Saved data entries
%%

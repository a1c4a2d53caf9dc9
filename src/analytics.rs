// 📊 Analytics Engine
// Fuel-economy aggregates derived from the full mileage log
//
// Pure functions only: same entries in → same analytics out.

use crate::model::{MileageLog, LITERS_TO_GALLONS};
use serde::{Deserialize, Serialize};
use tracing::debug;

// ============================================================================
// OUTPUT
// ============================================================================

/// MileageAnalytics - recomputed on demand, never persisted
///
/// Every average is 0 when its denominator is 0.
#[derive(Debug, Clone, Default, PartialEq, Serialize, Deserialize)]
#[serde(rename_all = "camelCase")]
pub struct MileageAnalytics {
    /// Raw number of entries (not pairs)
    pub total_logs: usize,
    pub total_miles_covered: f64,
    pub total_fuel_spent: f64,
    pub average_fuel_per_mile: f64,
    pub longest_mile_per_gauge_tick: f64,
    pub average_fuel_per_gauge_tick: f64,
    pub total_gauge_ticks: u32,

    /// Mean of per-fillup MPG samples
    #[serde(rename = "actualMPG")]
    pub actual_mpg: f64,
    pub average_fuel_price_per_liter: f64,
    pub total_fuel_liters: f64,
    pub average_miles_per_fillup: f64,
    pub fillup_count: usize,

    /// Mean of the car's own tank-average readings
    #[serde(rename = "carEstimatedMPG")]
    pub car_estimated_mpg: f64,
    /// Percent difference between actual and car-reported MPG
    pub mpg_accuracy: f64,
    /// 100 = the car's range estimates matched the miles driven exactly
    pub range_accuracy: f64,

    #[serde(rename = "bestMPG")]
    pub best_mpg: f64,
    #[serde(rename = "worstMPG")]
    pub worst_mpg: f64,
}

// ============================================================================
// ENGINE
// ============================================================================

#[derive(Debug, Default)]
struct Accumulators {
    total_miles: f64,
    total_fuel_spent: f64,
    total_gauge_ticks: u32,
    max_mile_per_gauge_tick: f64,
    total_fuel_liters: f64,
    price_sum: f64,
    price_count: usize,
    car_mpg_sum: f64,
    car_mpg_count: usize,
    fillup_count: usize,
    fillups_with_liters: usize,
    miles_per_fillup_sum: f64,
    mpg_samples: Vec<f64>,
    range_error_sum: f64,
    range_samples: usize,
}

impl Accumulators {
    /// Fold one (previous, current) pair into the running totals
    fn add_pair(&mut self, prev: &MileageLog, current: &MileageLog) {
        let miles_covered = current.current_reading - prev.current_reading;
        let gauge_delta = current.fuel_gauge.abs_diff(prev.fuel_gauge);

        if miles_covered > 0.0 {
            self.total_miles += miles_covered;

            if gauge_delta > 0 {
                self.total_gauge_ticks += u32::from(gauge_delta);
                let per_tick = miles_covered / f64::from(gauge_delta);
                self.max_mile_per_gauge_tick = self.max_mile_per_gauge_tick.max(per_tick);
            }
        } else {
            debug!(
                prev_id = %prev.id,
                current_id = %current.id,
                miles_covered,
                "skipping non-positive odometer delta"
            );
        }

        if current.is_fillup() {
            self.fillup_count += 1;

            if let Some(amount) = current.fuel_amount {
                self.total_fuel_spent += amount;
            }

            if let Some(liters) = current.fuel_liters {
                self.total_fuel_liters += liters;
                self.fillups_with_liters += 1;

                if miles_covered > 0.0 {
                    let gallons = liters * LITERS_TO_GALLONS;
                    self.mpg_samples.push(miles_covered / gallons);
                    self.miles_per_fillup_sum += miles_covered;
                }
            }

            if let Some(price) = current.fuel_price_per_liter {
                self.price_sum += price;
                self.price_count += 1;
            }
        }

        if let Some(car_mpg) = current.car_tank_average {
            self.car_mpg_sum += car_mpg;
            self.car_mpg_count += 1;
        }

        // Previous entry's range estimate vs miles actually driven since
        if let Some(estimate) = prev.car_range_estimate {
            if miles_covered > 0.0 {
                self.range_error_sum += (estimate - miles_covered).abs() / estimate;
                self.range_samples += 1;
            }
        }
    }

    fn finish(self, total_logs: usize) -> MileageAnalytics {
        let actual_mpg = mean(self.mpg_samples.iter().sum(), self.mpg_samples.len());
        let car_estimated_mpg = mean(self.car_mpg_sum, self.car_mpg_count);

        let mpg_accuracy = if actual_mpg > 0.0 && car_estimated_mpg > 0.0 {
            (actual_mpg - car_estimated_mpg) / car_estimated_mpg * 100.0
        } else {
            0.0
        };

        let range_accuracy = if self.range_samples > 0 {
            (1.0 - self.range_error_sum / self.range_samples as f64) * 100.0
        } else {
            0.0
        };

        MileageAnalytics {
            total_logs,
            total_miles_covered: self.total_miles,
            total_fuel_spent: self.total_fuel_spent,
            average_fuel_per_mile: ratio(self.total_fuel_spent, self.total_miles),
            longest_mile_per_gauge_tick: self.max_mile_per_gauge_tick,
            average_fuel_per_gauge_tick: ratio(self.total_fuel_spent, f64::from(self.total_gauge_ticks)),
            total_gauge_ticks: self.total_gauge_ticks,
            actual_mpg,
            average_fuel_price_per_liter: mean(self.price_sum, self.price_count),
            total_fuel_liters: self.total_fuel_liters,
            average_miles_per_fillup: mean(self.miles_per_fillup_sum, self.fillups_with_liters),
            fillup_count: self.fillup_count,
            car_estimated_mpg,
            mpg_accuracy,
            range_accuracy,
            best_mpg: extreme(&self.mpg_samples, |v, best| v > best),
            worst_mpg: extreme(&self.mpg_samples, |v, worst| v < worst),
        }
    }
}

%%
%%

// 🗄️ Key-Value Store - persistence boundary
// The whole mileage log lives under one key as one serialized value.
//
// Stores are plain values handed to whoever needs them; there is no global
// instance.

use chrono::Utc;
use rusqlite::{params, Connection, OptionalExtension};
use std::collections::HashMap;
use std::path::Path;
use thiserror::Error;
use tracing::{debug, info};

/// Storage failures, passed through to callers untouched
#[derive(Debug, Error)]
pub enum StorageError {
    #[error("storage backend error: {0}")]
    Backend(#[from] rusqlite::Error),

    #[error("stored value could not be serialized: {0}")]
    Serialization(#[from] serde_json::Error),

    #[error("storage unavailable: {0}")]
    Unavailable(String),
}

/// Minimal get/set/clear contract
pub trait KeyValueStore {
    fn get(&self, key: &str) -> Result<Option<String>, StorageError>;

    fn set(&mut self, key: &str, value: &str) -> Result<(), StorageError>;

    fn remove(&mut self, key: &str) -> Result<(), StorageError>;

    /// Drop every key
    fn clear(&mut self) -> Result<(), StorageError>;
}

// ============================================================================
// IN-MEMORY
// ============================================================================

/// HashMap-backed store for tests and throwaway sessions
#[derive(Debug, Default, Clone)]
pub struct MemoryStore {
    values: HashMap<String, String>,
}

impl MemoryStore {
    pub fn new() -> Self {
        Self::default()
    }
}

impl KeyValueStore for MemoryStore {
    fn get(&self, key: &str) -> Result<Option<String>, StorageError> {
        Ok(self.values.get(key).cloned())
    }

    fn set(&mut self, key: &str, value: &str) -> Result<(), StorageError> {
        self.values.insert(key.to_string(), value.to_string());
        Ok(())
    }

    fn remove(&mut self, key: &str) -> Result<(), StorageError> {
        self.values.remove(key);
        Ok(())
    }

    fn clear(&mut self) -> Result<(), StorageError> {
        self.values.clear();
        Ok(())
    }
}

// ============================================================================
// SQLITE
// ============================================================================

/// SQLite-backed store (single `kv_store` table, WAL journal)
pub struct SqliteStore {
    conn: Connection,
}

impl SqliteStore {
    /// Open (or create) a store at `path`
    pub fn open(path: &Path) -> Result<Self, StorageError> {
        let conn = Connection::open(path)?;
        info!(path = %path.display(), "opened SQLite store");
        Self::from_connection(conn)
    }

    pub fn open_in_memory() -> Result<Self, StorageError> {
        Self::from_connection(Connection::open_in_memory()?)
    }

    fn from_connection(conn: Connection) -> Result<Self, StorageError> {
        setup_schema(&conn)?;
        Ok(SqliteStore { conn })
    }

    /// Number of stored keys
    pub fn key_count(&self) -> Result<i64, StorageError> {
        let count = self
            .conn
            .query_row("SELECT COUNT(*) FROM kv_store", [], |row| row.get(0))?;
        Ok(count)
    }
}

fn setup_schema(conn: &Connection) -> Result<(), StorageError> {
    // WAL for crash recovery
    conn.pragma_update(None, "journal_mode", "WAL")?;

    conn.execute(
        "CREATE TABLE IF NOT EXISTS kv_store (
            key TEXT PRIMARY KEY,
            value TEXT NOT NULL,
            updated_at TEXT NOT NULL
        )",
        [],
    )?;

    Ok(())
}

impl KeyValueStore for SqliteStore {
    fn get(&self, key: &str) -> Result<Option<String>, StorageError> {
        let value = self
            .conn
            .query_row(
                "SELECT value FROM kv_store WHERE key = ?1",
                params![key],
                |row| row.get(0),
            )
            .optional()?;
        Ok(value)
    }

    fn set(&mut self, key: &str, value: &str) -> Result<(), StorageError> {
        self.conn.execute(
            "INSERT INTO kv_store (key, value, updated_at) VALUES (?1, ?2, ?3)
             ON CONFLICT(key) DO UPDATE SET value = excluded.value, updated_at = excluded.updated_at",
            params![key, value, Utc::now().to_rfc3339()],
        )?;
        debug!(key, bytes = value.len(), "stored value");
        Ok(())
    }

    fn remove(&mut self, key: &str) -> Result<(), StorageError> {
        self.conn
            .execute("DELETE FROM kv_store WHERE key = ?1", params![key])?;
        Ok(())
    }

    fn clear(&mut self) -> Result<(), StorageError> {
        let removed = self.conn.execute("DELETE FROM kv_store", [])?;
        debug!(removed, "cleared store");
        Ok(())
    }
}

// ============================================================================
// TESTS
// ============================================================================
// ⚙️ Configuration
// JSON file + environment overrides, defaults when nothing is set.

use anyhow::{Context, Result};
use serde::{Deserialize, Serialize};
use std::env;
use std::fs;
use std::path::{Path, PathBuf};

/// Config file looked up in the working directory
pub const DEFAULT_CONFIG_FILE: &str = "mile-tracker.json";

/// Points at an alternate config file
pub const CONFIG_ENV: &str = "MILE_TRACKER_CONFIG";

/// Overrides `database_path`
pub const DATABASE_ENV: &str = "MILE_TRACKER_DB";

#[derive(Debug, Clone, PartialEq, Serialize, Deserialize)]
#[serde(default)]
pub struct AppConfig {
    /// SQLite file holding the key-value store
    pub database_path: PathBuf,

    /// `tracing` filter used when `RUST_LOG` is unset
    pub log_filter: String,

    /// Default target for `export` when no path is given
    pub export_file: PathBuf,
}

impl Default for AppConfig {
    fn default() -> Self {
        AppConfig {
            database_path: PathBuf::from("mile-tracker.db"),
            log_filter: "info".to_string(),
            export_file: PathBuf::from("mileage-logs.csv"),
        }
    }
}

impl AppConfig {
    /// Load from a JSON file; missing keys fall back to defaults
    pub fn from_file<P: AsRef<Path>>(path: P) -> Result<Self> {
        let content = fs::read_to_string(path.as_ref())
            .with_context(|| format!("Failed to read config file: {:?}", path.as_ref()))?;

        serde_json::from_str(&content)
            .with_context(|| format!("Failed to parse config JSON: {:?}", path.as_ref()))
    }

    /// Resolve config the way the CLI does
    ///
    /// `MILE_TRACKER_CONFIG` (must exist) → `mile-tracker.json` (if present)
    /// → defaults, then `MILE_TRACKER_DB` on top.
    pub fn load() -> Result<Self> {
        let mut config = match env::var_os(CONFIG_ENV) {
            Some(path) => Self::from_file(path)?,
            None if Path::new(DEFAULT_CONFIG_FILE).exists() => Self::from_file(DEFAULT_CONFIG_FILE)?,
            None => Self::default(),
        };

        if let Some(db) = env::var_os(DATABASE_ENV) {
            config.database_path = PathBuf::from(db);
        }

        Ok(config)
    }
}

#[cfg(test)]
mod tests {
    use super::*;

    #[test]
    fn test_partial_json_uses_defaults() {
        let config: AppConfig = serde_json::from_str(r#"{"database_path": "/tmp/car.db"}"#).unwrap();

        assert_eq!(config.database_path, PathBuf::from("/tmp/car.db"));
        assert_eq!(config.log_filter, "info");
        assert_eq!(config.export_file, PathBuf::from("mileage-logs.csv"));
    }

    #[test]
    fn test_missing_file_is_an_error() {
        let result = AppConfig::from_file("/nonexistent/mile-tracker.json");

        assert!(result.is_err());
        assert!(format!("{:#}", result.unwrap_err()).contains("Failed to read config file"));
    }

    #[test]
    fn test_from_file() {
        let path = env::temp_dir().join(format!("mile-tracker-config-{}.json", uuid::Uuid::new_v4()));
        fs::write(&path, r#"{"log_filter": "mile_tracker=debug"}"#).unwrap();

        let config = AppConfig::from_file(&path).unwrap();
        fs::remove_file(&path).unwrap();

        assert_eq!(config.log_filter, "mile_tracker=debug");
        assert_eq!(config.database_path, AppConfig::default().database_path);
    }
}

%%

> **Your task**
Take the stretch of lines above from the one containing "repository a1c4a2d53caf9dc9" through the one containing "entries (not pairs)" and repeat it exactly, adding no other line.

> **Result of the exercise**
repository a1c4a2d53caf9dc9
filename src/analytics.rs
// 📊 Analytics Engine
// Fuel-economy aggregates derived from the full mileage log
//
// Pure functions only: same entries in → same analytics out.

use crate::model::{MileageLog, LITERS_TO_GALLONS};
use serde::{Deserialize, Serialize};
use tracing::debug;

// ============================================================================
// OUTPUT
// ============================================================================

/// MileageAnalytics - recomputed on demand, never persisted
///
/// Every average is 0 when its denominator is 0.
#[derive(Debug, Clone, Default, PartialEq, Serialize, Deserialize)]
#[serde(rename_all = "camelCase")]
pub struct MileageAnalytics {
    /// Raw number of entries (not pairs)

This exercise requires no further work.